35. Roker shall have liberty to apply for an extension of time for its compliance with paragraphs 2 and 3(b) of the Schedule (other than in respect of the bank statements and accounts of D Limited and its constituent documents), provided that (a) any such application is made before the 29th July, 2013, and (b) the application is supported by an affidavit setting out in detail what steps Roker has taken to comply with all of the orders made for disclosure against it and what steps need to be taken and the timeframe required for compliance with paragraphs 2 and 3(b).
36. Roker shall pay the costs of and incidental to this application on an indemnity basis to be taxed if not agreed.
37. The representor shall have leave to disclose to such person or persons (whether parties hereto or not) such copies of and/or such of the contents of the representation, the affidavits in support and any orders made in these proceedings as she thinks fit to facilitate enforcement of this order.
38. The representation shall be adjourned generally to 18th September, 2013, at 2:30pm with liberty to apply in chambers to fix an earlier date should one become available.

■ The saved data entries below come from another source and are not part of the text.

// Pipeline sink contract
//
// A link receives messages and either terminates them (ack) or hands them to
// the next link through its Connector.

use crate::message::Message;
use std::fmt;
use std::sync::{Arc, RwLock};
use tokio::sync::mpsc;
use tracing::warn;


/// Errors a link can return from `recv`
#[derive(Debug, Clone, PartialEq)]
pub enum LinkError {
    /// The link has no downstream link to forward to
    NotConnected { link: String },
    /// The downstream channel's receiver has been dropped
    SinkClosed { link: String },
    /// Failure reported by a downstream link
    Downstream(String),
}

impl fmt::Display for LinkError {
    fn fmt(&self, f: &mut fmt::Formatter<'_>) -> fmt::Result {
        match self {
            LinkError::NotConnected { link } => {
                write!(f, "link '{}' has no downstream link", link)
            }
            LinkError::SinkClosed { link } => {
                write!(f, "sink '{}' is closed", link)
            }
            LinkError::Downstream(reason) => write!(f, "downstream failure: {}", reason),
        }
    }
}

impl std::error::Error for LinkError {}

/// A stage of the pipeline.
pub trait Link: Send + Sync {
    /// Link name, used in logs and counter names
    fn name(&self) -> &str;

    /// Handle one inbound message
    fn recv(&self, msg: Message) -> Result<(), LinkError>;
}

/// Forwarding half of a link: holds the next stage, if any.
pub struct Connector {
    owner: String,
    next: RwLock<Option<Arc<dyn Link>>>,
}

impl Connector {
    pub fn new(owner: impl Into<String>) -> Self {
        Self {
            owner: owner.into(),
            next: RwLock::new(None),
        }
    }

    /// Set (or replace) the downstream link
    pub fn connect_to(&self, next: Arc<dyn Link>) {
        let mut slot = self.next.write().unwrap_or_else(|e| e.into_inner());
        *slot = Some(next);
    }

    pub fn is_connected(&self) -> bool {
        self.next
            .read()
            .unwrap_or_else(|e| e.into_inner())
            .is_some()
    }

    /// Forward `msg` to the downstream link.
    ///
    /// Without a downstream link the message is acked as unroutable and
    /// `LinkError::NotConnected` is returned. Errors from the downstream link
    /// are returned unchanged.
    pub fn send(&self, msg: Message) -> Result<(), LinkError> {
        let next = self
            .next
            .read()
            .unwrap_or_else(|e| e.into_inner())
            .clone();

        match next {
            Some(link) => link.recv(msg),
            None => {
                warn!(link = %self.owner, msg_id = %msg.id, "No downstream link, dropping message");
                msg.ack_unroutable()?;
                Err(LinkError::NotConnected {
                    link: self.owner.clone(),
                })
            }
        }
    }
}

/// Terminal link that pushes every message into a tokio channel.
///
/// `recv` never awaits: the channel is unbounded, so a slow consumer grows
/// the queue instead of stalling upstream links.
pub struct ChannelSink {
    name: String,
    tx: mpsc::UnboundedSender<Message>,
}

impl ChannelSink {
    /// Create sink and the receiver that drains it
    pub fn new(name: impl Into<String>) -> (Self, mpsc::UnboundedReceiver<Message>) {
        let (tx, rx) = mpsc::unbounded_channel();
        (
            Self {
                name: name.into(),
                tx,
            },
            rx,
        )
    }
}

impl Link for ChannelSink {
    fn name(&self) -> &str {
        &self.name
    }

    fn recv(&self, msg: Message) -> Result<(), LinkError> {
        self.tx.send(msg).map_err(|_| LinkError::SinkClosed {
            link: self.name.clone(),
        })
    }
}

39. There shall be liberty to apply generally.
40. Even with these orders the Court is deeply troubled by this failure to account by the trustee of a Jersey trust. Roker is a corporate vehicle clearly controlled by Mr Egglishaw and on his instructions it has appeared before us with the sole aim of delaying any order for disclosure that may be made. Such conduct inevitably creates suspicion as to its motives and the motives of those who control it. That suspicion is only heightened by Mr Egglishaw apparently informing the representor's accountant that trust funds have been used to pay the legal fees of Mr de Figueiredo. If true, that brings into question Mr Egglishaw's honesty.

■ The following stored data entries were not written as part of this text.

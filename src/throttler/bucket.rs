//! Per-key token bucket state.

use dashmap::DashMap;
use portable_atomic::AtomicU128;
use std::sync::atomic::Ordering;
use std::sync::Arc;
use tracing::debug;

/// Decoded view of a bucket word.
#[derive(Debug, Clone, Copy, PartialEq, Eq)]
pub struct BucketState {
    /// Clock reading (nanoseconds) of the last committed update
    pub last_refill_time: u64,
    /// Remaining permits
    pub budget: u64,
}

impl BucketState {
    fn pack(self) -> u128 {
        ((self.last_refill_time as u128) << 64) | self.budget as u128
    }

    fn unpack(word: u128) -> Self {
        Self {
            last_refill_time: (word >> 64) as u64,
            budget: word as u64,
        }
    }
}

/// Rate limit budget for one key.
///
/// Timestamp and budget share a single 128-bit atomic word, so a refill and
/// the matching decrement are published by one compare-and-swap.
#[derive(Debug)]
pub struct Bucket {
    state: AtomicU128,
}

impl Bucket {
    pub fn new(budget: u64, now: u64) -> Self {
        let state = BucketState {
            last_refill_time: now,
            budget,
        };
        Self {
            state: AtomicU128::new(state.pack()),
        }
    }

    /// Consistent snapshot of timestamp and budget
    pub fn load(&self) -> BucketState {
        BucketState::unpack(self.state.load(Ordering::Acquire))
    }

    pub fn budget(&self) -> u64 {
        self.load().budget
    }

    pub fn last_refill_time(&self) -> u64 {
        self.load().last_refill_time
    }

    /// Publish `next` if the bucket still holds `current`.
    ///
    /// Returns false when another caller committed first.
    pub fn compare_and_swap(&self, current: BucketState, next: BucketState) -> bool {
        self.state
            .compare_exchange(current.pack(), next.pack(), Ordering::AcqRel, Ordering::Acquire)
            .is_ok()
    }
}

/// Lazily populated map from partition key to bucket.
///
/// Buckets are never removed; memory grows with the number of distinct keys.
#[derive(Debug, Default)]
pub struct BucketStore {
    buckets: DashMap<String, Arc<Bucket>>,
}

impl BucketStore {
    pub fn new() -> Self {
        Self {
            buckets: DashMap::new(),
        }
    }

    /// Get the bucket for `key`, creating it full (`rate_limit` permits,
    /// refilled at `now`) on first sight.
    ///
    /// Concurrent first touches of a key all receive the same bucket, and
    /// only one of them builds it.
    pub fn get_or_create(&self, key: &str, rate_limit: u64, now: u64) -> Arc<Bucket> {
        if let Some(bucket) = self.buckets.get(key) {
            return Arc::clone(bucket.value());
        }

        let bucket = self
            .buckets
            .entry(key.to_string())
            .or_insert_with(|| {
                debug!(key, rate_limit, "New rate limit bucket");
                Arc::new(Bucket::new(rate_limit, now))
            });
        Arc::clone(bucket.value())
    }

    pub fn get(&self, key: &str) -> Option<Arc<Bucket>> {
        self.buckets.get(key).map(|b| Arc::clone(b.value()))
    }

    pub fn len(&self) -> usize {
        self.buckets.len()
    }

    pub fn is_empty(&self) -> bool {
        self.buckets.is_empty()
    }
}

41. Until such time (at least) as full disclosure is achieved, as surely it will be, we are minded in our supervisory capacity to order that Roker shall not make and shall procure that Strachans and Egglishaw or any other person shall not make or permit any dispositions out of the assets of the Trusts and any underlying company including D Limited other than what is strictly required to preserve those assets and maintain them in good order and standing, without the prior written consent of the representor or her advisers or without the leave of the Court. In particular, no fees are to be paid to Strachans or to Mr Egglishaw or to any advisors without the prior written consent of the representor or her advisers or without the leave of the Court. Having jurisdiction over Roker, as we do, the effect of this will be to make any such dispositions not only a breach of the Court's order but an actionable breach of trust. To the extent, for example, that Mr Egglishaw may have used trust funds in the past to pay the legal fees of advisors, then any further payments to such advisors from that source will render them liable to account. Before making such an order we will first hear from counsel when this judgment is handed down.

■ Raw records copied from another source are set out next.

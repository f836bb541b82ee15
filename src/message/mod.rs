use crate::link::LinkError;
use chrono::{DateTime, Duration, Utc};
use serde::{Deserialize, Serialize};
use std::collections::HashMap;
use std::fmt;
use tokio::sync::oneshot;
use tracing::debug;
use uuid::Uuid;


/// Final status a producer receives for a message.
#[derive(Clone, Copy, Debug, PartialEq, Eq, Hash, Serialize, Deserialize)]
#[serde(rename_all = "snake_case")]
pub enum MsgStatus {
    /// Delivered to the end of the pipeline
    Done,
    /// No downstream link to hand the message to
    Unroutable,
    /// Handled, but dropped for exceeding a rate limit
    Throttled,
}

impl fmt::Display for MsgStatus {
    fn fmt(&self, f: &mut fmt::Formatter<'_>) -> fmt::Result {
        let s = match self {
            MsgStatus::Done => "done",
            MsgStatus::Unroutable => "unroutable",
            MsgStatus::Throttled => "throttled",
        };
        f.write_str(s)
    }
}

/// Receiving half of a message acknowledgment
pub type AckReceiver = oneshot::Receiver<MsgStatus>;

/// Message travelling through the pipeline.
///
/// Carries opaque payload bytes plus a string metadata map that links use
/// for routing decisions (e.g. the throttler's partition key). A message ends
/// either by being handed to a sink or by being acknowledged with a
/// [`MsgStatus`]; both consume it.
#[derive(Debug)]
pub struct Message {
    /// UUIDv7 identifier (time-ordered)
    pub id: Uuid,

    /// When the message entered the pipeline
    pub created_at: DateTime<Utc>,

    meta: HashMap<String, String>,
    payload: Vec<u8>,
    ack_tx: Option<oneshot::Sender<MsgStatus>>,
}

impl Message {
    /// Create a message without an acknowledgment channel
    pub fn new(payload: impl Into<Vec<u8>>) -> Self {
        Self {
            id: Uuid::now_v7(),
            created_at: Utc::now(),
            meta: HashMap::new(),
            payload: payload.into(),
            ack_tx: None,
        }
    }

    /// Create a message whose final status is reported on the returned receiver
    pub fn with_ack(payload: impl Into<Vec<u8>>) -> (Self, AckReceiver) {
        let (tx, rx) = oneshot::channel();
        let mut msg = Self::new(payload);
        msg.ack_tx = Some(tx);
        (msg, rx)
    }

    /// Builder-style metadata setter
    pub fn meta_entry(mut self, key: impl Into<String>, value: impl Into<String>) -> Self {
        self.meta.insert(key.into(), value.into());
        self
    }

    /// Look up a metadata field
    pub fn meta(&self, key: &str) -> Option<&str> {
        self.meta.get(key).map(String::as_str)
    }

    pub fn metadata(&self) -> &HashMap<String, String> {
        &self.meta
    }

    pub fn payload(&self) -> &[u8] {
        &self.payload
    }

    pub fn into_payload(self) -> Vec<u8> {
        self.payload
    }

    /// Time spent in the pipeline so far
    pub fn age(&self) -> Duration {
        Utc::now() - self.created_at
    }

    /// Acknowledge the message with `status`.
    ///
    /// Messages created without an ack channel are acknowledged trivially. A
    /// producer that dropped its receiver has stopped listening; that is not a
    /// pipeline fault, so it is logged and reported as success.
    pub fn ack(mut self, status: MsgStatus) -> Result<(), LinkError> {
        if let Some(tx) = self.ack_tx.take() {
            if tx.send(status).is_err() {
                debug!(msg_id = %self.id, %status, "Ack receiver dropped");
            }
        }
        Ok(())
    }

    pub fn ack_done(self) -> Result<(), LinkError> {
        self.ack(MsgStatus::Done)
    }

    /// Acknowledge that the message was dropped for exceeding its rate budget
    pub fn ack_throttled(self) -> Result<(), LinkError> {
        self.ack(MsgStatus::Throttled)
    }

    pub fn ack_unroutable(self) -> Result<(), LinkError> {
        self.ack(MsgStatus::Unroutable)
    }
}

/// Serialized form of a message as read from a JSON-lines feed.
///
/// ```json
/// {"meta": {"tenant": "acme"}, "payload": "hello"}
/// ```
#[derive(Clone, Debug, Serialize, Deserialize)]
pub struct MessageEnvelope {
    #[serde(default)]
    pub meta: HashMap<String, String>,

    pub payload: String,
}

impl From<MessageEnvelope> for Message {
    fn from(envelope: MessageEnvelope) -> Self {
        let mut msg = Message::new(envelope.payload);
        msg.meta = envelope.meta;
        msg
    }
}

42. When informed that Mr Hoy was receiving his instructions from Mr Egglishaw, the Court asked Mr Hoy, on the basis that the Court was going to make the disclosure orders sought, to take instructions as to whether Mr Egglishaw would assist the Court in its supervisory capacity over the Trusts by ensuring that Roker discharges its basic duty as a trustee in giving this information to the representor. In his response to Mr Hoy, Mr Egglishaw has confirmed that he and Strachans will give the Court such assistance. That is an encouraging response but in view of the history of this matter not one which in any way alters the orders that we propose to make. We look to Mr Egglishaw to demonstrate his cooperation by ensuring a full and timely response by Roker to those orders.